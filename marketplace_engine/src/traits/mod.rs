//! #  Database management and control.
//!
//! This module provides the interfaces that define the contracts of the marketplace engine database *backends*.
//!
//! ## Catalog
//! Products are listed by sellers. Every product carries a `sold_count`, and disposable products carry a `max_sales`
//! cap as well. The [`CatalogManagement`] trait is the only way `sold_count` changes, and it does so through atomic
//! conditional updates (`check_and_reserve` and `release_reservation`), so that concurrent buyers can never oversell
//! a product.
//!
//! ## Orders
//! [`OrderManagement`] stores orders and applies status transitions. Every status write is conditional on the status
//! the caller last saw, which turns a lost race into an error rather than a silent overwrite. The multi-step flows
//! (processing and confirmation) run inside a single transaction.
//!
//! ## Product items
//! A product can carry a stock of deliverable items (licence keys, download codes). [`ProductItemManagement`] stores
//! them. An order may name one item, which is flagged as used in the transaction that processes the order, so an item
//! is never delivered twice.
//!
//! ## Conversations
//! [`ConversationManagement`] stores conversations, their participants and the message log.
//!
//! ## Traits
//! * [`CatalogManagement`] defines product storage and the inventory guard.
//! * [`OrderManagement`] defines order storage and the order lifecycle transactions.
//! * [`ProductItemManagement`] defines storage for the deliverable items of a product.
//! * [`ConversationManagement`] defines conversation, membership and message storage.
//! * [`UserDirectory`] and [`CategoryDirectory`] are the lookups the core needs from the user and category services.
mod catalog_management;
mod conversation_management;
mod directories;
mod errors;
mod order_management;
mod product_item_management;

pub use catalog_management::CatalogManagement;
pub use conversation_management::ConversationManagement;
pub use directories::{CategoryDirectory, UserDirectory};
pub use errors::{ErrorKind, MarketplaceError};
pub use order_management::OrderManagement;
pub use product_item_management::ProductItemManagement;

----------------

WHAT NEEDS TO BE DONE:
Output each line exactly, from the first line of the data down to the line that contains "and message storage.", both included.

SOLUTION BELOW:
filename marketplace_engine/src/traits/mod.rs
//! #  Database management and control.
//!
//! This module provides the interfaces that define the contracts of the marketplace engine database *backends*.
//!
//! ## Catalog
//! Products are listed by sellers. Every product carries a `sold_count`, and disposable products carry a `max_sales`
//! cap as well. The [`CatalogManagement`] trait is the only way `sold_count` changes, and it does so through atomic
//! conditional updates (`check_and_reserve` and `release_reservation`), so that concurrent buyers can never oversell
//! a product.
//!
//! ## Orders
//! [`OrderManagement`] stores orders and applies status transitions. Every status write is conditional on the status
//! the caller last saw, which turns a lost race into an error rather than a silent overwrite. The multi-step flows
//! (processing and confirmation) run inside a single transaction.
//!
//! ## Product items
//! A product can carry a stock of deliverable items (licence keys, download codes). [`ProductItemManagement`] stores
//! them. An order may name one item, which is flagged as used in the transaction that processes the order, so an item
//! is never delivered twice.
//!
//! ## Conversations
//! [`ConversationManagement`] stores conversations, their participants and the message log.
//!
//! ## Traits
//! * [`CatalogManagement`] defines product storage and the inventory guard.
//! * [`OrderManagement`] defines order storage and the order lifecycle transactions.
//! * [`ProductItemManagement`] defines storage for the deliverable items of a product.
//! * [`ConversationManagement`] defines conversation, membership and message storage.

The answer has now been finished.